Dataset entries
○ ○ ○ ○

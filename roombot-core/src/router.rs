// ABOUTME: Registries of built-in commands, built-in event handlers and plugins.
// ABOUTME: Routes commands, plain messages and events to them behind a global ban check.

use crate::commands::Command;
use crate::metrics;
use crate::traits::{BanStorage, BuiltInCommand, ChatMessage, EventHandler, Plugin, WebSocketEvent};
use anyhow::Result;
use futures_util::FutureExt;
use std::collections::HashMap;
use std::future::Future;
use std::panic::AssertUnwindSafe;
use std::sync::Arc;

/// Run one handler invocation, logging any error or panic against the originating id.
///
/// Returns `None` if the handler failed.
pub(crate) async fn guarded<T, F>(stage: &'static str, origin_id: u64, fut: F) -> Option<T>
where
    F: Future<Output = Result<T>>,
{
    match AssertUnwindSafe(fut).catch_unwind().await {
        Ok(Ok(value)) => Some(value),
        Ok(Err(e)) => {
            metrics::record_handler_error(stage);
            tracing::error!(stage, origin_id, error = %e, "Handler failed");
            None
        }
        Err(panic) => {
            metrics::record_handler_error(stage);
            let reason = panic
                .downcast_ref::<&str>()
                .map(|s| s.to_string())
                .or_else(|| panic.downcast_ref::<String>().cloned())
                .unwrap_or_else(|| "unknown panic".to_string());
            tracing::error!(stage, origin_id, panic = %reason, "Handler panicked");
            None
        }
    }
}

/// What `CommandRouter::handle` did with a command
#[derive(Debug, Clone, Copy, PartialEq, Eq)]
pub enum CommandOutcome {
    /// Issuer is globally banned, or the ban lookup failed; nothing ran
    Banned,
    /// A built-in handled the command
    Handled,
    /// No built-in is registered under that name
    Unmatched,
}

// =============================================================================
// Plugin Registry
// =============================================================================

/// Plugins indexed by what they want to receive, in registration order
#[derive(Default)]
pub struct PluginRegistry {
    plugins: Vec<Arc<dyn Plugin>>,
    message_plugins: Vec<Arc<dyn Plugin>>,
    command_plugins: HashMap<String, Vec<Arc<dyn Plugin>>>,
    event_plugins: HashMap<u32, Vec<Arc<dyn Plugin>>>,
}

impl PluginRegistry {
    pub fn new() -> Self {
        Self::default()
    }

    pub fn register(&mut self, plugin: Arc<dyn Plugin>) {
        tracing::info!(plugin = plugin.name(), "Registering plugin");
        if plugin.wants_all_messages() {
            self.message_plugins.push(Arc::clone(&plugin));
        }
        for name in plugin.command_names() {
            self.command_plugins
                .entry(name)
                .or_default()
                .push(Arc::clone(&plugin));
        }
        for event_type in plugin.event_types() {
            self.event_plugins
                .entry(event_type)
                .or_default()
                .push(Arc::clone(&plugin));
        }
        self.plugins.push(plugin);
    }

    pub fn all(&self) -> &[Arc<dyn Plugin>] {
        &self.plugins
    }

    pub fn message_plugins(&self) -> &[Arc<dyn Plugin>] {
        &self.message_plugins
    }

    pub fn command_plugins(&self, name: &str) -> &[Arc<dyn Plugin>] {
        self.command_plugins
            .get(name)
            .map(|v| v.as_slice())
            .unwrap_or(&[])
    }

    pub fn event_plugins(&self, event_type: u32) -> &[Arc<dyn Plugin>] {
        self.event_plugins
            .get(&event_type)
            .map(|v| v.as_slice())
            .unwrap_or(&[])
    }

    pub fn len(&self) -> usize {
        self.plugins.len()
    }

    pub fn is_empty(&self) -> bool {
        self.plugins.is_empty()
    }
}

// =============================================================================
// Command Router
// =============================================================================

/// Process-wide router, populated at startup and shared read-only afterwards
pub struct CommandRouter {
    builtins: HashMap<String, Arc<dyn BuiltInCommand>>,
    event_handlers: HashMap<u32, Vec<Arc<dyn EventHandler>>>,
    plugins: PluginRegistry,
    bans: Arc<dyn BanStorage>,
}

impl CommandRouter {
    pub fn new(bans: Arc<dyn BanStorage>) -> Self {
        Self {
            builtins: HashMap::new(),
            event_handlers: HashMap::new(),
            plugins: PluginRegistry::new(),
            bans,
        }
    }

    /// Index a built-in under every name it declares.
    /// A later registration under the same name replaces the earlier one.
    pub fn register(&mut self, handler: Arc<dyn BuiltInCommand>) {
        for name in handler.command_names() {
            if self.builtins.insert(name.clone(), Arc::clone(&handler)).is_some() {
                tracing::debug!(command = %name, "Built-in command overwritten");
            }
        }
    }

    pub fn register_event_handler(&mut self, handler: Arc<dyn EventHandler>) {
        for event_type in handler.event_types() {
            self.event_handlers
                .entry(event_type)
                .or_default()
                .push(Arc::clone(&handler));
        }
    }

    pub fn register_plugin(&mut self, plugin: Arc<dyn Plugin>) {
        self.plugins.register(plugin);
    }

    pub fn plugins(&self) -> &PluginRegistry {
        &self.plugins
    }

    pub fn has_builtin(&self, name: &str) -> bool {
        self.builtins.contains_key(name)
    }

    pub fn builtin_names(&self) -> Vec<&str> {
        let mut names: Vec<&str> = self.builtins.keys().map(|s| s.as_str()).collect();
        names.sort_unstable();
        names
    }

    /// Fails closed: a ban lookup error is treated as banned
    async fn issuer_banned(&self, command: &Command) -> bool {
        match self.bans.is_banned(command.user_id()).await {
            Ok(false) => false,
            Ok(true) => {
                tracing::info!(
                    user_id = command.user_id(),
                    command = %command.name,
                    room = %command.room(),
                    "Dropping command from banned user"
                );
                true
            }
            Err(e) => {
                tracing::warn!(
                    origin_id = command.message.id,
                    user_id = command.user_id(),
                    error = %e,
                    "Ban lookup failed, dropping command"
                );
                true
            }
        }
    }

    /// Ban check, then the built-in registered under the command's exact name.
    ///
    /// An `Err` comes from the built-in itself.
    pub async fn handle(&self, command: &Command) -> Result<CommandOutcome> {
        if self.issuer_banned(command).await {
            return Ok(CommandOutcome::Banned);
        }
        match self.builtins.get(&command.name) {
            Some(handler) => {
                metrics::record_command(&command.name);
                handler.handle_command(command).await?;
                Ok(CommandOutcome::Handled)
            }
            None => Ok(CommandOutcome::Unmatched),
        }
    }

    /// `handle`, then every plugin registered for the name.
    /// Failures are logged per handler and never abort the remaining ones.
    pub async fn route_command(&self, command: &Command) {
        let origin_id = command.message.id;
        let outcome = guarded("builtin_command", origin_id, self.handle(command)).await;
        if outcome == Some(CommandOutcome::Banned) {
            return;
        }

        for plugin in self.plugins.command_plugins(&command.name) {
            guarded("plugin_command", origin_id, plugin.handle_command(command)).await;
        }
    }

    /// Hand a non-command message to every plugin that wants all messages
    pub async fn route_message(&self, message: &ChatMessage) {
        for plugin in self.plugins.message_plugins() {
            guarded("plugin_message", message.id, plugin.handle_message(message)).await;
        }
    }

    pub async fn route_builtin_event(&self, event: &WebSocketEvent) {
        if let Some(handlers) = self.event_handlers.get(&event.event_type) {
            for handler in handlers {
                guarded("builtin_event", event.id, handler.handle_event(event)).await;
            }
        }
    }

    pub async fn route_plugin_event(&self, event: &WebSocketEvent) {
        for plugin in self.plugins.event_plugins(event.event_type) {
            guarded("plugin_event", event.id, plugin.handle_event(event)).await;
        }
    }
}

#[cfg(test)]
mod tests {
    use super::*;
    use crate::room::RoomIdentity;
    use crate::store::MemoryStore;
    use crate::traits::ChatUser;
    use async_trait::async_trait;
    use std::sync::Mutex;

    type Trace = Arc<Mutex<Vec<String>>>;

    struct Recorder {
        label: &'static str,
        names: Vec<String>,
        trace: Trace,
        fail: bool,
    }

    impl Recorder {
        fn new(label: &'static str, names: &[&str], trace: &Trace) -> Arc<Self> {
            Arc::new(Self {
                label,
                names: names.iter().map(|s| s.to_string()).collect(),
                trace: Arc::clone(trace),
                fail: false,
            })
        }

        fn failing(label: &'static str, names: &[&str], trace: &Trace) -> Arc<Self> {
            Arc::new(Self {
                label,
                names: names.iter().map(|s| s.to_string()).collect(),
                trace: Arc::clone(trace),
                fail: true,
            })
        }

        fn record(&self, what: &str) -> Result<()> {
            self.trace.lock().unwrap().push(format!("{}:{}", self.label, what));
            if self.fail {
                anyhow::bail!("{} failed", self.label);
            }
            Ok(())
        }
    }

    #[async_trait]
    impl BuiltInCommand for Recorder {
        fn command_names(&self) -> Vec<String> {
            self.names.clone()
        }

        async fn handle_command(&self, command: &Command) -> Result<()> {
            self.record(&command.name)
        }
    }

    #[async_trait]
    impl Plugin for Recorder {
        fn name(&self) -> &str {
            self.label
        }

        fn command_names(&self) -> Vec<String> {
            self.names.clone()
        }

        fn wants_all_messages(&self) -> bool {
            true
        }

        async fn handle_command(&self, command: &Command) -> Result<()> {
            self.record(&command.name)
        }

        async fn handle_message(&self, message: &ChatMessage) -> Result<()> {
            self.record(&message.content)
        }
    }

    fn command(name: &str, user_id: u64) -> Command {
        let message = ChatMessage::new(
            77,
            RoomIdentity::new("chat.example.com", 1),
            ChatUser::new(user_id, "someone"),
            format!("!!{}", name),
        );
        Command::new(name, Vec::new(), Arc::new(message))
    }

    #[tokio::test]
    async fn test_builtin_last_registration_wins() {
        let trace = Trace::default();
        let mut router = CommandRouter::new(Arc::new(MemoryStore::new()));
        router.register(Recorder::new("first", &["ping", "p"], &trace));
        router.register(Recorder::new("second", &["ping"], &trace));

        assert_eq!(router.handle(&command("ping", 1)).await.unwrap(), CommandOutcome::Handled);
        assert_eq!(router.handle(&command("p", 1)).await.unwrap(), CommandOutcome::Handled);
        assert_eq!(
            router.handle(&command("nope", 1)).await.unwrap(),
            CommandOutcome::Unmatched
        );

        assert_eq!(*trace.lock().unwrap(), vec!["second:ping", "first:p"]);
        assert_eq!(router.builtin_names(), vec!["p", "ping"]);
    }

    #[tokio::test]
    async fn test_banned_user_is_dropped() {
        let trace = Trace::default();
        let store = Arc::new(MemoryStore::new());
        store.ban(66);
        let mut router = CommandRouter::new(store);
        router.register(Recorder::new("builtin", &["ping"], &trace));
        router.register_plugin(Recorder::new("plugin", &["ping"], &trace));

        assert_eq!(router.handle(&command("ping", 66)).await.unwrap(), CommandOutcome::Banned);
        router.route_command(&command("ping", 66)).await;
        assert!(trace.lock().unwrap().is_empty());
    }

    struct BrokenBans;

    #[async_trait]
    impl BanStorage for BrokenBans {
        async fn is_banned(&self, _user_id: u64) -> Result<bool> {
            anyhow::bail!("ban table unavailable")
        }
    }

    #[tokio::test]
    async fn test_ban_lookup_failure_drops_command_everywhere() {
        let trace = Trace::default();
        let mut router = CommandRouter::new(Arc::new(BrokenBans));
        router.register(Recorder::new("builtin", &["ping"], &trace));
        router.register_plugin(Recorder::new("plugin", &["ping"], &trace));

        assert_eq!(router.handle(&command("ping", 1)).await.unwrap(), CommandOutcome::Banned);
        router.route_command(&command("ping", 1)).await;
        assert!(trace.lock().unwrap().is_empty());
    }

    #[tokio::test]
    async fn test_unmatched_command_still_reaches_plugins() {
        let trace = Trace::default();
        let mut router = CommandRouter::new(Arc::new(MemoryStore::new()));
        router.register_plugin(Recorder::new("plugin", &["weather"], &trace));

        router.route_command(&command("weather", 1)).await;
        assert_eq!(*trace.lock().unwrap(), vec!["plugin:weather"]);
    }

    #[tokio::test]
    async fn test_route_command_runs_builtin_then_every_plugin() {
        let trace = Trace::default();
        let mut router = CommandRouter::new(Arc::new(MemoryStore::new()));
        router.register(Recorder::failing("builtin", &["ping"], &trace));
        router.register_plugin(Recorder::failing("plugin-a", &["ping"], &trace));
        router.register_plugin(Recorder::new("plugin-b", &["ping"], &trace));
        router.register_plugin(Recorder::new("plugin-c", &["other"], &trace));

        router.route_command(&command("ping", 1)).await;

        assert_eq!(
            *trace.lock().unwrap(),
            vec!["builtin:ping", "plugin-a:ping", "plugin-b:ping"]
        );
    }

    #[tokio::test]
    async fn test_route_message_reaches_all_message_plugins_in_order() {
        let trace = Trace::default();
        let mut router = CommandRouter::new(Arc::new(MemoryStore::new()));
        router.register_plugin(Recorder::failing("one", &[], &trace));
        router.register_plugin(Recorder::new("two", &[], &trace));

        let message = ChatMessage::new(
            5,
            RoomIdentity::new("chat.example.com", 1),
            ChatUser::new(1, "someone"),
            "hello",
        );
        router.route_message(&message).await;

        assert_eq!(*trace.lock().unwrap(), vec!["one:hello", "two:hello"]);
        assert_eq!(router.plugins().len(), 2);
    }

    #[tokio::test]
    async fn test_guarded_survives_panic() {
        let result: Option<()> = guarded("test", 1, async {
            if true {
                panic!("boom");
            }
            Ok::<(), anyhow::Error>(())
        })
        .await;
        assert!(result.is_none());

        let result = guarded("test", 2, async { Ok::<_, anyhow::Error>(5) }).await;
        assert_eq!(result, Some(5));
    }
}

○ ○ ○ ○

* _Brief_
Above are the records; copy each line from them that includes the string "weather".

* _Worked solution_
        router.register_plugin(Recorder::new("plugin", &["weather"], &trace));
        router.route_command(&command("weather", 1)).await;
        assert_eq!(*trace.lock().unwrap(), vec!["plugin:weather"]);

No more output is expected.